Synthesis of self-immolative NO donor-aurovertin B conjugate as potent anti-triple negative breast cancer agents

Triple-negative breast Cancer (TNBC) is a highly aggressive subtype of breast Cancer with a poor prognosis and limited response to existing therapies, posing a serious challenge to global women's health. Aurovertin B (AurB), a microbial-derived ATP Synthase Inhibitor, has demonstrated selective inhibition against TNBC proliferation and metastasis, emerging as a promising lead compound. However, the therapeutic potential is hampered by its high toxicity. To reduce toxicity and enhance antitumor efficacy, AurB was conjugated with a NO donor, yielding a series of AurB-S-S-NOD derivatives synthesized via disulfide-based self-immolative linkers. These linkers can be selectively cleaved in the reductive environment of tumor cells due to the high intracellular glutathione levels. This cleavage initiates a self-immolation process, ultimately resulting in the controlled release of AurB. In vitro studies revealed that the anti-TNBC activity of the derivatives was closely related to the rapid release of AurB, and the derivative 7g, which exhibited a fast release rate, demonstrated the most potent antitumor effects, with IC₅₀ values of 1.41 μM in MDA-MB-231 cells and 3.10 μM in 4 T1 cells. Mechanistic studies revealed that 7g induces Ferroptosis via inhibition of GPX4 activity, leading to tumor cell death.

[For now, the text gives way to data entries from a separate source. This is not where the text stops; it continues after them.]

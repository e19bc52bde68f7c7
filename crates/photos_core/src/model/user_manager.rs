//! Root of the model tree.
//!
//! # Responsibility
//! - Own every `User` and enforce username uniqueness.
//! - Guarantee the built-in `admin` and `stock` accounts on request.
//!
//! # Invariants
//! - No two users share a username, case-insensitively.
//! - `ensure_built_in_users` is idempotent.
//!
//! Snapshot load/save for this type lives in `repo::snapshot_file`.

use super::names_match;
use super::user::User;
use serde::Serialize;

pub const ADMIN_USERNAME: &str = "admin";
pub const STOCK_USERNAME: &str = "stock";
const BUILT_IN_USERNAMES: [&str; 2] = [ADMIN_USERNAME, STOCK_USERNAME];

#[derive(Debug, Clone, Default, Serialize)]
pub struct UserManager {
    users: Vec<User>,
}

impl UserManager {
    pub fn new() -> Self {
        Self::default()
    }

    pub fn users(&self) -> &[User] {
        &self.users
    }

    /// Case-insensitive lookup by trimmed username.
    pub fn user(&self, username: &str) -> Option<&User> {
        self.users
            .iter()
            .find(|user| names_match(user.username(), username))
    }

    pub fn user_mut(&mut self, username: &str) -> Option<&mut User> {
        self.users
            .iter_mut()
            .find(|user| names_match(user.username(), username))
    }

    /// Returns `None` when `username` is blank or already taken.
    pub fn add_user(&mut self, username: &str) -> Option<&mut User> {
        if self.user(username).is_some() {
            return None;
        }
        let user = User::new(username).ok()?;
        self.users.push(user);
        self.users.last_mut()
    }

    pub fn delete_user(&mut self, username: &str) -> bool {
        match self
            .users
            .iter()
            .position(|user| names_match(user.username(), username))
        {
            Some(index) => {
                self.users.remove(index);
                true
            }
            None => false,
        }
    }

    /// Adds each built-in account that is currently missing.
    pub fn ensure_built_in_users(&mut self) {
        for username in BUILT_IN_USERNAMES {
            if self.user(username).is_none() {
                self.add_user(username);
            }
        }
    }

    pub fn is_built_in(username: &str) -> bool {
        BUILT_IN_USERNAMES
            .iter()
            .any(|built_in| names_match(built_in, username))
    }
}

In a BALB/c mouse subcutaneous model, intraperitoneal administration of 7g (10 mg/kg) significantly suppressed tumor growth with a tumor growth inhibition rate of 43.5%. These results suggest that 7g represents a promising therapeutic candidate for TNBC, potentially acting through the induction of Ferroptosis.

Aurovertin B; NO donors; Self-immolative; Triple-negative breast cancer.